[MPI3 Fortran] [Fwd: Library-based ASYNCHRONOUS I/O and SYNC MEMORY]

Mon Sep 8 14:09:53 CDT 2008

[Just to introduce myself to those who don't know me, I am a member of  
the Sun Fortran compiler development team.  I meant to join this email  
alias a while ago, but only just got around to it.]

On Sep 7, 2008, at 6:24 AM, Hubert Ritzdorf wrote:

> Hi,
>
> also I think that a begin and end section is required and the  
> compiler needs
> full control.

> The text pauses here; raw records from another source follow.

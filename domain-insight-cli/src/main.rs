//! `domain-insight`: WHOIS and DNS lookups with a generated plain-language summary.
//!
//! With a DOMAIN argument the pipeline runs once and the process exits;
//! otherwise domains are read interactively until `quit`.

mod cache;
mod config;
mod render;
mod session;

use std::process::ExitCode;

use anyhow::{Context, Result};
use clap::Parser;
use colored::Colorize;
use config::{AppConfig, Cli, WhoisConfig};
use domain_insight_toolbox::{
    DomainInspector, HickoryDnsSource, HostedWhoisSource, LocalWhoisSource, OpenAiCompletionClient,
    WhoisSource, build_client,
};
use session::Session;
use tracing_subscriber::{EnvFilter, layer::SubscriberExt, util::SubscriberInitExt};

#[tokio::main]
async fn main() -> ExitCode {
    let cli = Cli::parse();

    // Logs go to stderr so stdout carries only reports.
    tracing_subscriber::registry()
        .with(
            tracing_subscriber::fmt::layer()
                .with_writer(std::io::stderr)
                .without_time(),
        )
        .with(EnvFilter::from_default_env().add_directive(config::log_level(cli.verbose).into()))
        .init();

    let config = match AppConfig::from_cli(cli) {
        Ok(config) => config,
        Err(e) => {
            eprintln!("{} {e:#}", "error:".red().bold());
            return ExitCode::FAILURE;
        }
    };

    let inspector = match build_inspector(&config) {
        Ok(inspector) => inspector,
        Err(e) => {
            eprintln!("{} {e:#}", "error:".red().bold());
            return ExitCode::FAILURE;
        }
    };

    let mut session = Session::new(&inspector, config.json);
    match config.domain.as_deref() {
        Some(domain) => {
            if session.submit(domain).await {
                ExitCode::SUCCESS
            } else {
                ExitCode::FAILURE
            }
        }
        None => match session.run_interactive().await {
            Ok(()) => ExitCode::SUCCESS,
            Err(e) => {
                eprintln!("{} {e:#}", "error:".red().bold());
                ExitCode::FAILURE
            }
        },
    }
}

fn build_inspector(config: &AppConfig) -> Result<DomainInspector> {
    let client = build_client(config.timeout).context("failed to build HTTP client")?;

    let whois: Box<dyn WhoisSource> = match &config.whois {
        WhoisConfig::Local { command } => Box::new(LocalWhoisSource::new(command.as_str())),
        WhoisConfig::Hosted { endpoint, api_key } => Box::new(HostedWhoisSource::new(
            client.clone(),
            endpoint.as_str(),
            api_key.as_str(),
        )),
    };

    let dns = HickoryDnsSource::new(config.nameserver.as_deref()).context("invalid --nameserver")?;
    tracing::info!(
        "WHOIS source: {}, DNS server: {}, completion model: {}",
        whois.name(),
        dns.nameserver(),
        config.generation.model
    );

    let completion = OpenAiCompletionClient::new(
        client,
        config.completion_url.as_str(),
        config.openai_api_key.as_str(),
        config.generation.clone(),
    );

    Ok(
        DomainInspector::new(whois, Box::new(dns), Box::new(completion))
            .with_language(config.language.as_str()),
    )
}
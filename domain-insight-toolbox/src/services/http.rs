//! Shared HTTP helpers for the hosted WHOIS source and the completion client.
//!
//! Callers build their own `RequestBuilder` (URL, query, headers, body); this
//! module only sends it, logs the exchange and decodes the body.

use std::time::Duration;

use reqwest::RequestBuilder;
use serde::de::DeserializeOwned;

use crate::error::{ToolboxError, ToolboxResult};

/// Maximum number of bytes of a body included in log output.
const TRUNCATE_LIMIT: usize = 256;

/// MSRV-compatible replacement for `str::floor_char_boundary`.
fn floor_char_boundary(s: &str, index: usize) -> usize {
    if index >= s.len() {
        s.len()
    } else {
        let mut i = index;
        while i > 0 && !s.is_char_boundary(i) {
            i -= 1;
        }
        i
    }
}

/// Truncate a response body for logging.
pub(crate) fn truncate_for_log(s: &str) -> String {
    if s.len() <= TRUNCATE_LIMIT {
        s.to_string()
    } else {
        format!(
            "{}... [truncated, total {} bytes]",
            &s[..floor_char_boundary(s, TRUNCATE_LIMIT)],
            s.len()
        )
    }
}

/// Build a client with the given request timeout.
pub fn build_client(timeout: Duration) -> ToolboxResult<reqwest::Client> {
    reqwest::Client::builder()
        .timeout(timeout)
        .build()
        .map_err(|e| ToolboxError::NetworkError(format!("Failed to build HTTP client: {e}")))
}

/// Send a request and return the status code with the body text.
///
/// `target` is only used for logging and must not contain credentials.
pub(crate) async fn execute_request(
    request_builder: RequestBuilder,
    service: &str,
    method: &str,
    target: &str,
) -> ToolboxResult<(u16, String)> {
    log::debug!("[{service}] {method} {target}");

    let response = request_builder.send().await.map_err(|e| {
        if e.is_timeout() {
            ToolboxError::NetworkError(format!("[{service}] request timed out: {e}"))
        } else {
            ToolboxError::NetworkError(format!("[{service}] request failed: {e}"))
        }
    })?;

    let status_code = response.status().as_u16();
    log::debug!("[{service}] Response Status: {status_code}");

    let body = response.text().await.map_err(|e| {
        ToolboxError::NetworkError(format!("[{service}] failed to read response body: {e}"))
    })?;

    log::debug!("[{service}] Response Body: {}", truncate_for_log(&body));

    Ok((status_code, body))
}

/// Decode a JSON body.
pub(crate) fn parse_json<T>(body: &str, service: &str) -> ToolboxResult<T>
where
    T: DeserializeOwned,
{
    serde_json::from_str(body).map_err(|e| {
        log::error!("[{service}] JSON parse failed: {e}");
        log::error!("[{service}] Raw response: {}", truncate_for_log(body));
        ToolboxError::ParseError(format!("[{service}] {e}"))
    })
}
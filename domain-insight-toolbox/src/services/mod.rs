//! Pipeline façade wiring the WHOIS, DNS and completion capabilities together.
//!
//! Each capability is a trait object chosen once at startup, so alternate
//! WHOIS sources share everything downstream of extraction.

mod dns;
mod http;
mod resolver;
mod summary;
mod whois;

pub use dns::{DnsSource, HickoryDnsSource, resolve_record_set};
pub use http::build_client;
pub use summary::{
    CompletionService, DEFAULT_COMPLETION_URL, OpenAiCompletionClient, build_prompt, summarize,
};
pub use whois::{
    DEFAULT_WHOIS_API_URL, HostedWhoisSource, LocalWhoisSource, WhoisSource, extract_record,
};

use crate::error::ToolboxResult;
use crate::types::{DnsRecordSet, DomainReport, WhoisOutcome, WhoisRaw, WhoisRecord};

/// Runs the fetch → extract → resolve → summarise pipeline for one domain at a time.
///
/// ```rust,no_run
/// use domain_insight_toolbox::{
///     DomainInspector, GenerationParams, HickoryDnsSource, LocalWhoisSource,
///     OpenAiCompletionClient, DEFAULT_COMPLETION_URL,
/// };
/// # async fn demo() -> domain_insight_toolbox::ToolboxResult<()> {
/// let inspector = DomainInspector::new(
///     Box::new(LocalWhoisSource::default()),
///     Box::new(HickoryDnsSource::new(None)?),
///     Box::new(OpenAiCompletionClient::new(
///         reqwest::Client::new(),
///         DEFAULT_COMPLETION_URL,
///         "sk-...",
///         GenerationParams::default(),
///     )),
/// );
/// let _report = inspector.inspect("example.com").await?;
/// # Ok(())
/// # }
/// ```
pub struct DomainInspector {
    whois: Box<dyn WhoisSource>,
    dns: Box<dyn DnsSource>,
    completion: Box<dyn CompletionService>,
    language: String,
}

impl DomainInspector {
    pub fn new(
        whois: Box<dyn WhoisSource>,
        dns: Box<dyn DnsSource>,
        completion: Box<dyn CompletionService>,
    ) -> Self {
        Self {
            whois,
            dns,
            completion,
            language: "English".to_string(),
        }
    }

    /// Request summaries in `language`.
    #[must_use]
    pub fn with_language(mut self, language: impl Into<String>) -> Self {
        self.language = language.into();
        self
    }

    pub fn language(&self) -> &str {
        &self.language
    }

    /// Retrieve and extract WHOIS data.
    ///
    /// Never fails: a source error is logged, carried in
    /// [`WhoisOutcome::error`], and the record is extracted from an empty raw result.
    pub async fn whois(&self, domain: &str) -> WhoisOutcome {
        match self.whois.fetch(domain).await {
            Ok(raw) => WhoisOutcome {
                record: extract_record(&raw),
                error: None,
            },
            Err(e) => {
                log::warn!("[whois:{}] {domain}: {e}", self.whois.name());
                WhoisOutcome {
                    record: extract_record(&WhoisRaw::default()),
                    error: Some(e.to_string()),
                }
            }
        }
    }

    /// Resolve the six record types; resolution failures propagate.
    pub async fn dns(&self, domain: &str) -> ToolboxResult<DnsRecordSet> {
        resolve_record_set(self.dns.as_ref(), domain).await
    }

    /// Ask the completion service to summarise both result sets.
    pub async fn summarize(&self, whois: &WhoisRecord, dns: &DnsRecordSet) -> ToolboxResult<String> {
        summarize(self.completion.as_ref(), whois, dns, &self.language).await
    }

    /// Run every step in sequence. DNS and completion failures abort the run.
    pub async fn inspect(&self, domain: &str) -> ToolboxResult<DomainReport> {
        let whois = self.whois(domain).await;
        let dns = self.dns(domain).await?;
        let summary = self.summarize(&whois.record, &dns).await?;

        Ok(DomainReport {
            domain: domain.to_string(),
            whois: whois.record,
            whois_error: whois.error,
            dns,
            summary,
        })
    }
}
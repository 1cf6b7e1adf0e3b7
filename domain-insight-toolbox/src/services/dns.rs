//! DNS record resolution.
//!
//! Every domain is resolved for the same six record types. "No records of this
//! type" is a normal answer and folds to an empty sequence; any other failure
//! aborts the whole record set.

use std::net::IpAddr;

use async_trait::async_trait;
use futures::future::join_all;
use hickory_resolver::{
    ResolveError, TokioResolver,
    proto::{ProtoError, ProtoErrorKind, op::ResponseCode, rr::RecordType},
};

use super::resolver::{build_resolver, system_dns_label};
use crate::error::{ToolboxError, ToolboxResult};
use crate::types::{DnsAnswer, DnsRecordSet, DnsRecordType, DnsValue};

/// Something that can answer a single-type DNS query.
#[async_trait]
pub trait DnsSource: Send + Sync {
    async fn query(&self, domain: &str, record_type: DnsRecordType) -> ToolboxResult<DnsAnswer>;
}

/// [`DnsSource`] backed by a Hickory recursive resolver.
pub struct HickoryDnsSource {
    resolver: TokioResolver,
    nameserver: String,
}

impl HickoryDnsSource {
    /// Use `nameserver` (an IP address) when given, the system configuration otherwise.
    pub fn new(nameserver: Option<&str>) -> ToolboxResult<Self> {
        let effective = nameserver.map(str::trim).filter(|s| !s.is_empty());
        if let Some(ns) = effective {
            let ns_ip: IpAddr = ns.parse().map_err(|_| {
                ToolboxError::ValidationError(format!("Invalid DNS server address: {ns}"))
            })?;
            return Ok(Self {
                resolver: build_resolver(Some(ns_ip)),
                nameserver: ns.to_string(),
            });
        }
        Ok(Self {
            resolver: build_resolver(None),
            nameserver: system_dns_label(),
        })
    }

    /// Label of the server(s) queries go to.
    pub fn nameserver(&self) -> &str {
        &self.nameserver
    }

    async fn lookup_values(
        &self,
        domain: &str,
        record_type: DnsRecordType,
    ) -> Result<Vec<DnsValue>, ResolveError> {
        let values: Vec<DnsValue> = match record_type {
            DnsRecordType::A => self
                .resolver
                .ipv4_lookup(domain)
                .await?
                .iter()
                .map(|ip| DnsValue::text(ip.to_string()))
                .collect(),
            DnsRecordType::Aaaa => self
                .resolver
                .ipv6_lookup(domain)
                .await?
                .iter()
                .map(|ip| DnsValue::text(ip.to_string()))
                .collect(),
            DnsRecordType::Cname => self
                .resolver
                .lookup(domain, RecordType::CNAME)
                .await?
                .record_iter()
                .filter_map(|record| record.data().as_cname())
                .map(|cname| DnsValue::text(trim_root(&cname.0.to_string())))
                .collect(),
            DnsRecordType::Mx => self
                .resolver
                .mx_lookup(domain)
                .await?
                .iter()
                .map(|mx| DnsValue::mx(trim_root(&mx.exchange().to_string()), mx.preference()))
                .collect(),
            DnsRecordType::Ns => self
                .resolver
                .ns_lookup(domain)
                .await?
                .iter()
                .map(|ns| DnsValue::text(trim_root(&ns.to_string())))
                .collect(),
            DnsRecordType::Txt => self
                .resolver
                .txt_lookup(domain)
                .await?
                .iter()
                .map(|txt| {
                    DnsValue::text(
                        txt.iter()
                            .map(|data| String::from_utf8_lossy(data).to_string())
                            .collect::<String>(),
                    )
                })
                .collect(),
        };
        Ok(values)
    }
}

#[async_trait]
impl DnsSource for HickoryDnsSource {
    async fn query(&self, domain: &str, record_type: DnsRecordType) -> ToolboxResult<DnsAnswer> {
        match self.lookup_values(domain, record_type).await {
            Ok(values) if values.is_empty() => Ok(DnsAnswer::NoData),
            Ok(values) => Ok(DnsAnswer::Records(values)),
            Err(e) => classify_error(domain, record_type, &e),
        }
    }
}

/// How a failed lookup is treated.
#[derive(Debug, PartialEq, Eq)]
enum LookupFailure {
    /// The name itself does not exist.
    NxDomain,
    /// The name exists but has no records of the queried type.
    NoData,
    Other(String),
}

impl LookupFailure {
    fn from_resolve_error(err: &ResolveError) -> Self {
        match err.proto().map(ProtoError::kind) {
            Some(ProtoErrorKind::NoRecordsFound { response_code, .. }) => {
                Self::from_response_code(*response_code, err)
            }
            _ => Self::Other(err.to_string()),
        }
    }

    fn from_response_code(code: ResponseCode, err: &impl std::fmt::Display) -> Self {
        match code {
            ResponseCode::NXDomain => Self::NxDomain,
            ResponseCode::NoError => Self::NoData,
            _ => Self::Other(err.to_string()),
        }
    }

    fn into_answer(self, domain: &str, record_type: DnsRecordType) -> ToolboxResult<DnsAnswer> {
        match self {
            Self::NxDomain => Err(ToolboxError::DomainNotFound(domain.to_string())),
            Self::NoData => {
                log::debug!("[dns] {domain} has no {record_type} records");
                Ok(DnsAnswer::NoData)
            }
            Self::Other(detail) => Err(ToolboxError::DnsError { record_type, detail }),
        }
    }
}

/// Map a resolver error to the empty answer or a propagating failure.
fn classify_error(
    domain: &str,
    record_type: DnsRecordType,
    err: &ResolveError,
) -> ToolboxResult<DnsAnswer> {
    LookupFailure::from_resolve_error(err).into_answer(domain, record_type)
}

fn trim_root(name: &str) -> String {
    name.trim_end_matches('.').to_string()
}

/// Query all six record types and fold the answers into a [`DnsRecordSet`].
///
/// Queries run concurrently; when several fail, the first failure in
/// [`DnsRecordType::ALL`] order is returned.
pub async fn resolve_record_set(source: &dyn DnsSource, domain: &str) -> ToolboxResult<DnsRecordSet> {
    let answers = join_all(DnsRecordType::ALL.map(|record_type| async move {
        (record_type, source.query(domain, record_type).await)
    }))
    .await;

    let mut record_set = DnsRecordSet::new();
    for (record_type, answer) in answers {
        let values = answer?.into_values();
        log::debug!("[dns] {domain} {record_type}: {} value(s)", values.len());
        record_set.set(record_type, values);
    }
    Ok(record_set)
}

One possibility would be:
>
> !cdir noopt_begin{buffer1, buffer2, buffer3)
> ...
> !cdir noopt_end (buffer1)
> ...
> !cdir noopt_end (buffer1, buffer2)
>
> which simply turns off any optimization for the buffers
> "buffer1, buffer2, buffer3" within the block defined by
> "begin" and "end" such as the Fortran compiler knows
> the buffers "buffer1, buffer2, buffer3". The user program
> is responsible to provide enough Fortran internal info
> on the buffers.

Why is that necessary?  Which optimizations do you think need to be  
disabled?

So far as MPI asynchronous send/receive are concerned, I don't see any  
reason to disable any optimizations aside from those that move access  
to the buffer across a call to MPI_ISEND/MPI_IRECV/MPI_WAIT.  What you  
are proposing is going to have a much bigger impact on performance.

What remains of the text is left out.